─── Provided material ───
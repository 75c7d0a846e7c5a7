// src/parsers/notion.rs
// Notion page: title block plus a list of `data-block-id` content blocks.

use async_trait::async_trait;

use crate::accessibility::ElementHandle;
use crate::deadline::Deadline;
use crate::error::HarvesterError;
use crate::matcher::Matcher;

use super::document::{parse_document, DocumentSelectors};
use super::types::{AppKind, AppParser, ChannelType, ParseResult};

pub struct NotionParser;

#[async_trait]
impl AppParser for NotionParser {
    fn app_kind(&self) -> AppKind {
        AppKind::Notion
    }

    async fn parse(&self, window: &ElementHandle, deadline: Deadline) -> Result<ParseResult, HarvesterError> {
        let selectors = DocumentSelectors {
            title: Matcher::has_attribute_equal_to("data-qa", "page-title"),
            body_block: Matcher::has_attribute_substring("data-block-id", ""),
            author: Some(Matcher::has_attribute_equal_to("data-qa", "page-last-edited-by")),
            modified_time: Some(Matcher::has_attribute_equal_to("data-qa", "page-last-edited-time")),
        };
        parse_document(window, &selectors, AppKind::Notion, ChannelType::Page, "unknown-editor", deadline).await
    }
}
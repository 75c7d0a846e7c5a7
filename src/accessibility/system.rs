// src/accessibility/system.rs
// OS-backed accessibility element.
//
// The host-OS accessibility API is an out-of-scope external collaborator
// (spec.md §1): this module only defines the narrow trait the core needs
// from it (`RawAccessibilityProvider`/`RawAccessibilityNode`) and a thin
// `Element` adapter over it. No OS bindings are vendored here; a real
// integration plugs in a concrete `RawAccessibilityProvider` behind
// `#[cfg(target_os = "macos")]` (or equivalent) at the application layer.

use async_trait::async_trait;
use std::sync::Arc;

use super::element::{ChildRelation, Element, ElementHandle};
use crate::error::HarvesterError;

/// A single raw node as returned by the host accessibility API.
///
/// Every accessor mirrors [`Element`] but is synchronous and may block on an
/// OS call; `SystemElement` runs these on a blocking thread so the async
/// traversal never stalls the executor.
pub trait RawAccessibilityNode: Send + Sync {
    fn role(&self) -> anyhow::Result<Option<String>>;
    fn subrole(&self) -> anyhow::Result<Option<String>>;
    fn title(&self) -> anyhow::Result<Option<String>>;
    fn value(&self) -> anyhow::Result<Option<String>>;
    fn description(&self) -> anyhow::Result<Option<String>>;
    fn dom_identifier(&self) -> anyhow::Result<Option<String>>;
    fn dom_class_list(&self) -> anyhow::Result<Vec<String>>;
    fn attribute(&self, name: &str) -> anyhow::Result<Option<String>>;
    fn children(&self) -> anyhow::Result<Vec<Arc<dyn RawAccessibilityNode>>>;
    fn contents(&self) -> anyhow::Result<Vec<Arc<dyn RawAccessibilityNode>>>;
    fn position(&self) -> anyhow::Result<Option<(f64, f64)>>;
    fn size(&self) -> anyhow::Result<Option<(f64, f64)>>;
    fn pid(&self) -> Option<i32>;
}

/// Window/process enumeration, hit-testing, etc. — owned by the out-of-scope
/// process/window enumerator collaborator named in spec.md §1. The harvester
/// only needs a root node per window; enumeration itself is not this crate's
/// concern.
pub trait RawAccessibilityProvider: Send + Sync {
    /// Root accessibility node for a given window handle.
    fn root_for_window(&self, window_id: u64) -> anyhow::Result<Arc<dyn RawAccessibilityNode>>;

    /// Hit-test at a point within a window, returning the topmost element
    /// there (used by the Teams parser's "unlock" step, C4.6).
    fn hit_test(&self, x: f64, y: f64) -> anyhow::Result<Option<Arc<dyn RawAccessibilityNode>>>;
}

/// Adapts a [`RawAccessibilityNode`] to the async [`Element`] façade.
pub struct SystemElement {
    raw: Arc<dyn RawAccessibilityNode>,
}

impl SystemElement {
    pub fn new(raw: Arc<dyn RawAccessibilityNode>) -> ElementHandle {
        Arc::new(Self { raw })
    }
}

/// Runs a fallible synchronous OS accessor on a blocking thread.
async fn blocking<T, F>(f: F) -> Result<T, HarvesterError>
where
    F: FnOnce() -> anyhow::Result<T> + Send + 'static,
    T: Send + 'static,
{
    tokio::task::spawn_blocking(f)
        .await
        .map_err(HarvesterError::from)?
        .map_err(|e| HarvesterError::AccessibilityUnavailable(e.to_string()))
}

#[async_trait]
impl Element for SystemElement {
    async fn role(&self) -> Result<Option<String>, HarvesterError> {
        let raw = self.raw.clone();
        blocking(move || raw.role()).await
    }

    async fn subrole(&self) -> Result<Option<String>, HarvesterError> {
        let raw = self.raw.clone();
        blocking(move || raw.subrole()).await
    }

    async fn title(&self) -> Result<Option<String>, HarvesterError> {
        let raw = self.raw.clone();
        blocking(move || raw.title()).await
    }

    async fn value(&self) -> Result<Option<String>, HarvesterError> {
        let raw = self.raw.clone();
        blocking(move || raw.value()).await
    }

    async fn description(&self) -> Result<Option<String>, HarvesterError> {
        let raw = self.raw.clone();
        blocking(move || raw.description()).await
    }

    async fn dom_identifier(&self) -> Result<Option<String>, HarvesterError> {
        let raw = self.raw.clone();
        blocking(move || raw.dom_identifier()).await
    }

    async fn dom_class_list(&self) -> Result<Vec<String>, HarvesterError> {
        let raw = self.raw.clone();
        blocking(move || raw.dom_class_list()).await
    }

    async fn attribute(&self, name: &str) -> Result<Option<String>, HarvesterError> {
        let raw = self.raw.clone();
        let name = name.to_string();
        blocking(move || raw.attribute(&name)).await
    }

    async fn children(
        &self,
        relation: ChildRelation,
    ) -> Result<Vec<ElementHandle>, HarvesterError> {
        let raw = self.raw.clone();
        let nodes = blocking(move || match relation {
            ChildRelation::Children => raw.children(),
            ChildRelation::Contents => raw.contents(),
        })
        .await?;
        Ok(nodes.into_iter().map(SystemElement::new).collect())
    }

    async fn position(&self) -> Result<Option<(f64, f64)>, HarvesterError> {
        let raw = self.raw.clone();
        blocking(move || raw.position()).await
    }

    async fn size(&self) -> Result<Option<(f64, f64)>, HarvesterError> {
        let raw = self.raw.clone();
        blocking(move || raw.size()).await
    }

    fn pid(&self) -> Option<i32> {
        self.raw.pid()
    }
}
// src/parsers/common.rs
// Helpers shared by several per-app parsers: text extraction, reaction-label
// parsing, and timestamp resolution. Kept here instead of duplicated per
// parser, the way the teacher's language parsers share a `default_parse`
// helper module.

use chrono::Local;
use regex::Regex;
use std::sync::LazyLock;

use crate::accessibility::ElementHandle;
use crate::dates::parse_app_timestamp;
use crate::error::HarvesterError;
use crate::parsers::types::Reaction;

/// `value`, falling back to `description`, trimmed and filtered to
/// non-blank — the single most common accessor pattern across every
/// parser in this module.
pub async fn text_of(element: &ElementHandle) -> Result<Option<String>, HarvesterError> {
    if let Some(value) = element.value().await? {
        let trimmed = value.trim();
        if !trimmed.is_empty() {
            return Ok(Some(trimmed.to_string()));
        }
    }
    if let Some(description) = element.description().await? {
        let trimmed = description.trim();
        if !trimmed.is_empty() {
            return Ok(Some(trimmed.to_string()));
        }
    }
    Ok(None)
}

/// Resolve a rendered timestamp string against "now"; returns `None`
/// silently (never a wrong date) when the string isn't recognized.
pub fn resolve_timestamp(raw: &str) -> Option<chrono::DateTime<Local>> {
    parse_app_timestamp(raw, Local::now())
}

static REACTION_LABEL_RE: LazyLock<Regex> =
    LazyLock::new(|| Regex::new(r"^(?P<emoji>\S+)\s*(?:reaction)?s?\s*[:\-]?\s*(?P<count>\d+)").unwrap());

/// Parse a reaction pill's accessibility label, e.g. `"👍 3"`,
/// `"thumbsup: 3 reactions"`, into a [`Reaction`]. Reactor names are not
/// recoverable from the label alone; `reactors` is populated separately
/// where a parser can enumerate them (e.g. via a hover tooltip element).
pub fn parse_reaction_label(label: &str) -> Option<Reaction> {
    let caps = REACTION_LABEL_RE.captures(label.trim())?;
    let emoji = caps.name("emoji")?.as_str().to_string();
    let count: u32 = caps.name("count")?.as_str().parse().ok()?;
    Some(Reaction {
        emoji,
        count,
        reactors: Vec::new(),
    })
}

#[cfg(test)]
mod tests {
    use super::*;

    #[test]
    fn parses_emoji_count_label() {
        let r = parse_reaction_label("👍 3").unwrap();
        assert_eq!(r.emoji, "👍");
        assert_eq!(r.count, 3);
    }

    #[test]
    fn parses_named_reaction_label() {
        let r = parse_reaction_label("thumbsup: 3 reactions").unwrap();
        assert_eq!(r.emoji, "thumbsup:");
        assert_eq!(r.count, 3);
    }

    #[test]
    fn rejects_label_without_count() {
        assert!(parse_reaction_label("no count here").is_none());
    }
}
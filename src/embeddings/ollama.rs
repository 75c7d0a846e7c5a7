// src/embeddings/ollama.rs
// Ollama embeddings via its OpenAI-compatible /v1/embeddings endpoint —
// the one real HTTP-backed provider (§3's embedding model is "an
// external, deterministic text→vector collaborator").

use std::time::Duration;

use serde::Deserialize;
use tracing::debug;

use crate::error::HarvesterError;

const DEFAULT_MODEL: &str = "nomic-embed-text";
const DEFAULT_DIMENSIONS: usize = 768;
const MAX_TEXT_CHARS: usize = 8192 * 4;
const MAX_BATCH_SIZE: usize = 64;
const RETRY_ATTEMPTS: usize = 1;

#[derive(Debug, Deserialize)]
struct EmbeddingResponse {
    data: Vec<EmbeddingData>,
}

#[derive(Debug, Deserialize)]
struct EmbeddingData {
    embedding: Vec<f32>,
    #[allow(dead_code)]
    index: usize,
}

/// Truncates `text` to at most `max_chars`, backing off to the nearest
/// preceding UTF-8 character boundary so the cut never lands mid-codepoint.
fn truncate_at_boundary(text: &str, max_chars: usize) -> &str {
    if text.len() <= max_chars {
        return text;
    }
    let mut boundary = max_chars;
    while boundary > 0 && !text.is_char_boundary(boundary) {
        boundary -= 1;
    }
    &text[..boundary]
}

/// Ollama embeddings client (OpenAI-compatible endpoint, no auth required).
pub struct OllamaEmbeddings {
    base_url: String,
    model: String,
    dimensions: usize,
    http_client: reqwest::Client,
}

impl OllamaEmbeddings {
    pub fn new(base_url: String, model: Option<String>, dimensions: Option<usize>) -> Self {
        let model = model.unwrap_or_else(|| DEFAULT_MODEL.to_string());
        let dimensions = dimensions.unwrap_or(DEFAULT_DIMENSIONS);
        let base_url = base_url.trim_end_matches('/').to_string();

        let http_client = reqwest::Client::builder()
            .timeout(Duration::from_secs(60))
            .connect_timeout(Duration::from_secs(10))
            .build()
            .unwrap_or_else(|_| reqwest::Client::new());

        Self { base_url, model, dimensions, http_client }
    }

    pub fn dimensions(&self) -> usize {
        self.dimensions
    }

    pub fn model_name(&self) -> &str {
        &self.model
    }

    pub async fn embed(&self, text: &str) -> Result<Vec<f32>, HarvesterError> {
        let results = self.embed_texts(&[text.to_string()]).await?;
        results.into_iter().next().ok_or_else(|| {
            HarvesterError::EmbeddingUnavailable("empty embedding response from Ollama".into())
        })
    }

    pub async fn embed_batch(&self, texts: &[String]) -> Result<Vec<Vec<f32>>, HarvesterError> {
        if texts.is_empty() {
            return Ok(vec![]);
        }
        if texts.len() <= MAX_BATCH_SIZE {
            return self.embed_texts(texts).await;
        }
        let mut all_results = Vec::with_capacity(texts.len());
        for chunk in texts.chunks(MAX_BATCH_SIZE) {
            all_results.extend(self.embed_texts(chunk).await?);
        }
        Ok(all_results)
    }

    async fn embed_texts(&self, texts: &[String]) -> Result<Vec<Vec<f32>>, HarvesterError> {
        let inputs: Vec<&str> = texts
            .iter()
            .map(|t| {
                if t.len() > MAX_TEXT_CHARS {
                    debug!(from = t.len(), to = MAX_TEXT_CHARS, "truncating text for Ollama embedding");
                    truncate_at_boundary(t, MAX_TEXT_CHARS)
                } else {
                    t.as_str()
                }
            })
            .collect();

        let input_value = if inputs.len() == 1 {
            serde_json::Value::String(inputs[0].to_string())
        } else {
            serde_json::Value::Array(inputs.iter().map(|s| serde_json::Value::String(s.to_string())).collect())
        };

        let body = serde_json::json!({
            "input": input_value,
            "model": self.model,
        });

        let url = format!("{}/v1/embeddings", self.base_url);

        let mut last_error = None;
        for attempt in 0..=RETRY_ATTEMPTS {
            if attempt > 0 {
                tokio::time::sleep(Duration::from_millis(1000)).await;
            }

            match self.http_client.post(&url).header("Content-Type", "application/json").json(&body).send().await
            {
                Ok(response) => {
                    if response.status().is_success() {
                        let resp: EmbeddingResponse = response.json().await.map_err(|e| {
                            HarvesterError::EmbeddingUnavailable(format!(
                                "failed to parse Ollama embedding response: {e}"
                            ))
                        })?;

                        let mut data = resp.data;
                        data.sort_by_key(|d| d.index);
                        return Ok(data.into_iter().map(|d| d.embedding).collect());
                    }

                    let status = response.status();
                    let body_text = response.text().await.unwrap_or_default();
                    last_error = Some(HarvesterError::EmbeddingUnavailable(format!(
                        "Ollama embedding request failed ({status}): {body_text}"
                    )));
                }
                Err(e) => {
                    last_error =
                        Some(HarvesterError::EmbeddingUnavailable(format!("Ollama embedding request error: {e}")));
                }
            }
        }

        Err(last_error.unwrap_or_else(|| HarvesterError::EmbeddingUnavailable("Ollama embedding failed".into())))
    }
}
───
Above are the records; from them, give again exactly the lines from the one containing "if texts.len() <= MAX_BATCH_SIZE" to the one containing "let inputs: Vec<&str> = texts", both lines included, and nothing more.

        if texts.len() <= MAX_BATCH_SIZE {
            return self.embed_texts(texts).await;
        }
        let mut all_results = Vec::with_capacity(texts.len());
        for chunk in texts.chunks(MAX_BATCH_SIZE) {
            all_results.extend(self.embed_texts(chunk).await?);
        }
        Ok(all_results)
    }

    async fn embed_texts(&self, texts: &[String]) -> Result<Vec<Vec<f32>>, HarvesterError> {
        let inputs: Vec<&str> = texts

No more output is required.